Glass durability has been studied using variants of the PCT–B method. All four glasses were crushed and sieved to a 75–150 μm size fraction according to the ASTM standard test method (ASTM, 2008). The powders were washed ultrasonically with ASTM Type 1 water and ethanol to remove fines and dried at 90°C. The geometric surface area of the powders was calculated to be 0.02 m2 g−1, assuming spherical particles with a mean diameter of 112.5 μm. The surface area of the HLW glass powder was measured to be 0.057 0.002 m2g−1 by the BET method based on krypton gas adsorption. The ratio of BET to geometric surface area of 2.82 falls within the range 2–3.5 that is characteristic of non-porous materials that have been crushed, sieved and washed (Gin and Jégou, 2001).
All PCT-B tests were undertaken at an initial geometric SA/V of 1200 m−1 (except for the clino glass which used a ratio of 1300 m−1). All preparation and handling of solutions was undertaken in a nitrogen atmosphere glove box to exclude carbon dioxide.

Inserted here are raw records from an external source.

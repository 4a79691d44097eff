//! Migration to create the usage_records table.
//!
//! One row per customer and calendar month (`period` = `YYYY-MM`).

use sea_orm_migration::prelude::*;

#[derive(DeriveMigrationName)]
pub struct Migration;

#[async_trait::async_trait]
impl MigrationTrait for Migration {
    async fn up(&self, manager: &SchemaManager) -> Result<(), DbErr> {
        manager
            .create_table(
                Table::create()
                    .table(UsageRecords::Table)
                    .if_not_exists()
                    .col(
                        ColumnDef::new(UsageRecords::Id)
                            .uuid()
                            .not_null()
                            .primary_key(),
                    )
                    .col(ColumnDef::new(UsageRecords::CustomerId).uuid().not_null())
                    .col(ColumnDef::new(UsageRecords::Period).text().not_null())
                    .col(
                        ColumnDef::new(UsageRecords::CallCount)
                            .integer()
                            .not_null()
                            .default(0),
                    )
                    .col(
                        ColumnDef::new(UsageRecords::TotalSeconds)
                            .big_integer()
                            .not_null()
                            .default(0),
                    )
                    .col(
                        ColumnDef::new(UsageRecords::TotalCost)
                            .double()
                            .not_null()
                            .default(0.0),
                    )
                    .col(
                        ColumnDef::new(UsageRecords::CreatedAt)
                            .timestamp_with_time_zone()
                            .not_null()
                            .default(Expr::current_timestamp()),
                    )
                    .col(
                        ColumnDef::new(UsageRecords::UpdatedAt)
                            .timestamp_with_time_zone()
                            .not_null()
                            .default(Expr::current_timestamp()),
                    )
                    .foreign_key(
                        ForeignKey::create()
                            .name("fk_usage_records_customer_id")
                            .from(UsageRecords::Table, UsageRecords::CustomerId)
                            .to(Customers::Table, Customers::Id)
                            .on_delete(ForeignKeyAction::Cascade),
                    )
                    .to_owned(),
            )
            .await?;

        manager
            .create_index(
                Index::create()
                    .name("idx_usage_records_customer_period")
                    .table(UsageRecords::Table)
                    .col(UsageRecords::CustomerId)
                    .col(UsageRecords::Period)
                    .unique()
                    .to_owned(),
            )
            .await?;

        Ok(())
    }

    async fn down(&self, manager: &SchemaManager) -> Result<(), DbErr> {
        manager
            .drop_table(Table::drop().table(UsageRecords::Table).to_owned())
            .await
    }
}

#[derive(DeriveIden)]
enum UsageRecords {
    Table,
    Id,
    CustomerId,
    Period,
    CallCount,
    TotalSeconds,
    TotalCost,
    CreatedAt,
    UpdatedAt,
}

#[derive(DeriveIden)]
enum Customers {
    Table,
    Id,
}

Different test protocols were used for the tests on HLW and ILW glasses. For the HLW glass, individual experiments were terminated at each sampling time for greater ease of sampling and pH measurement at the experimental temperature. For the ILW products, periodic sampling was undertaken from larger volume tests; these tests were designed to allow buffering of the solutions to high pH with calcium hydroxide solid.
High level waste glass
The PCT-B tests on the HLW glass were undertaken in triplicate in 50 cm3 screw-capped polypropylene centrifuge tubes containing 2.4 g of glass and 40 cm3 of solution, with either one or two blank (glass-free) experiments in parallel. A leaching temperature of 40°C was chosen as an upper limit for the temperature within a GDF at the time when vitrified products may come into contact with groundwater following canister failure. Canister failure is not expected to occur until after the heat-emitting period (i.e. after shorter-lived radionuclides present in the waste have decayed away). Leaching was undertaken in one of six solutions: (1) demineralized water (DM); (2) an illustrative lower strength sedimentary rock groundwater (LSSR), based on a Callovo-Oxfordian argillite groundwater composition from Bure in France (Gaucher et al., 2006); (3) an illustrative higher strength rock groundwater (HSR), based on a saline groundwater composition RCF3 DET5 from Borrowdale Volcanic Group rocks near Sellafield (Bond and Tweed, 1995); (4) an illustrative groundwater associated with evaporite deposits (brine), based on a brine composition from Gorleben in Germany (Artinger et al., 2000); (5) a saturated calcium hydroxide solution (Ca(OH)2); and (6) a 0.03 mol dm−3 sodium hydroxide solution (NaOH). The last two solutions have the same pH value, 12.0, at 40°C.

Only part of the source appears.